▸ **Data to process**

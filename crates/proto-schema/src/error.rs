use std::fmt;

/// Errors that occur when constructing or validating declarations.
#[derive(Debug, Clone, PartialEq, Eq)]
#[non_exhaustive]
pub enum SchemaError {
    /// A required constructor argument was missing or empty.
    InvalidArgument(String),
    /// Extension range start is greater than its end.
    InvalidExtensionRange { start: i32, end: i32 },
    /// Two enum values in one validation scope share a tag.
    DuplicateEnumValueTag(i32),
    /// Two fields of one message share a tag.
    DuplicateFieldTag { message: String, tag: i32 },
}

impl SchemaError {
    /// Returns the conflicting tag for the duplicate-tag variants.
    pub fn duplicate_tag(&self) -> Option<i32> {
        match self {
            Self::DuplicateEnumValueTag(tag) | Self::DuplicateFieldTag { tag, .. } => Some(*tag),
            _ => None,
        }
    }
}

impl fmt::Display for SchemaError {
    fn fmt(&self, f: &mut fmt::Formatter<'_>) -> fmt::Result {
        match self {
            Self::InvalidArgument(s) => write!(f, "invalid argument: {s}"),
            Self::InvalidExtensionRange { start, end } => {
                write!(f, "invalid extension range: start ({start}) > end ({end})")
            }
            Self::DuplicateEnumValueTag(tag) => write!(f, "duplicate enum value tag: {tag}"),
            Self::DuplicateFieldTag { message, tag } => {
                write!(f, "duplicate field tag {tag} in message '{message}'")
            }
        }
    }
}

impl std::error::Error for SchemaError {}
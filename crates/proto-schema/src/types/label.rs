use std::fmt;

use serde::{Deserialize, Serialize};

/// Field label.
#[derive(Debug, Clone, Copy, PartialEq, Eq, Hash, Serialize, Deserialize)]
#[non_exhaustive]
pub enum Label {
    Required,
    Optional,
    Repeated,
    /// No label keyword: proto3 singular fields and oneof members.
    Singular,
}

impl Label {
    /// Returns the keyword written before the field type, if any.
    pub fn keyword(self) -> Option<&'static str> {
        match self {
            Self::Required => Some("required"),
            Self::Optional => Some("optional"),
            Self::Repeated => Some("repeated"),
            Self::Singular => None,
        }
    }
}

impl fmt::Display for Label {
    fn fmt(&self, f: &mut fmt::Formatter<'_>) -> fmt::Result {
        f.write_str(self.keyword().unwrap_or(""))
    }
}
use serde::{Deserialize, Serialize};

use crate::error::SchemaError;
use crate::printer;

use super::extension_range::ExtensionRange;
use super::field::{Field, OneOf};
use super::name::Name;
use super::option_element::OptionElement;
use super::proto_type::Type;

/// A `message` declaration.
#[derive(Debug, Clone, PartialEq, Eq, Serialize, Deserialize)]
pub struct MessageType {
    name: Name,
    #[serde(default, skip_serializing_if = "String::is_empty")]
    qualified_name: String,
    #[serde(default, skip_serializing_if = "String::is_empty")]
    documentation: String,
    #[serde(default, skip_serializing_if = "Vec::is_empty")]
    options: Vec<OptionElement>,
    #[serde(default, skip_serializing_if = "Vec::is_empty")]
    fields: Vec<Field>,
    #[serde(default, skip_serializing_if = "Vec::is_empty")]
    one_ofs: Vec<OneOf>,
    #[serde(default, skip_serializing_if = "Vec::is_empty")]
    extensions: Vec<ExtensionRange>,
    #[serde(default, skip_serializing_if = "Vec::is_empty")]
    nested_types: Vec<Type>,
}

impl MessageType {
    /// Creates a new message type with no oneofs or extension ranges.
    pub fn new(
        name: impl Into<String>,
        qualified_name: impl Into<String>,
        documentation: impl Into<String>,
        options: Vec<OptionElement>,
        fields: Vec<Field>,
        nested_types: Vec<Type>,
    ) -> Result<Self, SchemaError> {
        Ok(Self {
            name: Name::new(name)?,
            qualified_name: qualified_name.into(),
            documentation: documentation.into(),
            options,
            fields,
            one_ofs: Vec::new(),
            extensions: Vec::new(),
            nested_types,
        })
    }

    /// Returns this message with `one_ofs` as its oneof groups.
    pub fn with_one_ofs(self, one_ofs: Vec<OneOf>) -> Self {
        Self { one_ofs, ..self }
    }

    /// Returns this message with `extensions` as its extension ranges.
    pub fn with_extensions(self, extensions: Vec<ExtensionRange>) -> Self {
        Self { extensions, ..self }
    }

    pub fn name(&self) -> &str {
        self.name.as_str()
    }

    pub fn qualified_name(&self) -> &str {
        &self.qualified_name
    }

    pub fn documentation(&self) -> &str {
        &self.documentation
    }

    pub fn options(&self) -> &[OptionElement] {
        &self.options
    }

    pub fn fields(&self) -> &[Field] {
        &self.fields
    }

    pub fn one_ofs(&self) -> &[OneOf] {
        &self.one_ofs
    }

    pub fn extensions(&self) -> &[ExtensionRange] {
        &self.extensions
    }

    pub fn nested_types(&self) -> &[Type] {
        &self.nested_types
    }

    /// Looks up a field by name, including oneof members.
    pub fn field(&self, name: &str) -> Option<&Field> {
        self.all_fields().find(|f| f.name() == name)
    }

    /// Iterates the message's own fields followed by every oneof member.
    pub fn all_fields(&self) -> impl Iterator<Item = &Field> {
        self.fields
            .iter()
            .chain(self.one_ofs.iter().flat_map(|o| o.fields()))
    }
}

impl std::fmt::Display for MessageType {
    fn fmt(&self, f: &mut std::fmt::Formatter<'_>) -> std::fmt::Result {
        f.write_str(&printer::print_message_type(self))
    }
}
use serde::{Deserialize, Deserializer, Serialize};

use crate::error::SchemaError;
use crate::printer;

use super::field::Field;
use super::name::Name;

/// The largest field tag the wire format allows, written `max` in ranges.
pub const MAX_TAG: i32 = (1 << 29) - 1;

/// An `extensions start to end;` declaration inside a message.
#[derive(Debug, Clone, PartialEq, Eq, Hash, Serialize)]
pub struct ExtensionRange {
    #[serde(skip_serializing_if = "String::is_empty")]
    documentation: String,
    start: i32,
    end: i32,
}

impl ExtensionRange {
    /// Creates an inclusive tag range, validating start <= end.
    pub fn new(documentation: impl Into<String>, start: i32, end: i32) -> Result<Self, SchemaError> {
        if start > end {
            return Err(SchemaError::InvalidExtensionRange { start, end });
        }
        Ok(Self {
            documentation: documentation.into(),
            start,
            end,
        })
    }

    /// Creates a range covering a single tag.
    pub fn single(documentation: impl Into<String>, tag: i32) -> Self {
        Self {
            documentation: documentation.into(),
            start: tag,
            end: tag,
        }
    }

    pub fn documentation(&self) -> &str {
        &self.documentation
    }

    pub fn start(&self) -> i32 {
        self.start
    }

    pub fn end(&self) -> i32 {
        self.end
    }

    /// Returns true if `tag` falls inside this range.
    pub fn contains(&self, tag: i32) -> bool {
        (self.start..=self.end).contains(&tag)
    }
}

impl<'de> Deserialize<'de> for ExtensionRange {
    fn deserialize<D: Deserializer<'de>>(deserializer: D) -> Result<Self, D::Error> {
        #[derive(Deserialize)]
        struct Raw {
            #[serde(default)]
            documentation: String,
            start: i32,
            end: i32,
        }

        let raw = Raw::deserialize(deserializer)?;
        Self::new(raw.documentation, raw.start, raw.end).map_err(serde::de::Error::custom)
    }
}

impl std::fmt::Display for ExtensionRange {
    fn fmt(&self, f: &mut std::fmt::Formatter<'_>) -> std::fmt::Result {
        f.write_str(&printer::print_extension_range(self))
    }
}

/// An `extend Target { ... }` block adding fields to another message.
#[derive(Debug, Clone, PartialEq, Eq, Serialize, Deserialize)]
pub struct ExtendDeclaration {
    name: Name,
    #[serde(default, skip_serializing_if = "String::is_empty")]
    qualified_name: String,
    #[serde(default, skip_serializing_if = "String::is_empty")]
    documentation: String,
    #[serde(default, skip_serializing_if = "Vec::is_empty")]
    fields: Vec<Field>,
}

impl ExtendDeclaration {
    /// `name` is the extended type as written; `qualified_name` is the
    /// resolved target used to match it against a message.
    pub fn new(
        name: impl Into<String>,
        qualified_name: impl Into<String>,
        documentation: impl Into<String>,
        fields: Vec<Field>,
    ) -> Result<Self, SchemaError> {
        Ok(Self {
            name: Name::new(name)?,
            qualified_name: qualified_name.into(),
            documentation: documentation.into(),
            fields,
        })
    }

    pub fn name(&self) -> &str {
        self.name.as_str()
    }

    pub fn qualified_name(&self) -> &str {
        &self.qualified_name
    }

    pub fn documentation(&self) -> &str {
        &self.documentation
    }

    pub fn fields(&self) -> &[Field] {
        &self.fields
    }
}

impl std::fmt::Display for ExtendDeclaration {
    fn fmt(&self, f: &mut std::fmt::Formatter<'_>) -> std::fmt::Result {
        f.write_str(&printer::print_extend(self))
    }
}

▸ **Assigned task**
Go through the material above and return each line that holds the word "Optional".

▸ **Result of this exercise**
    Optional,
            Self::Optional => Some("optional"),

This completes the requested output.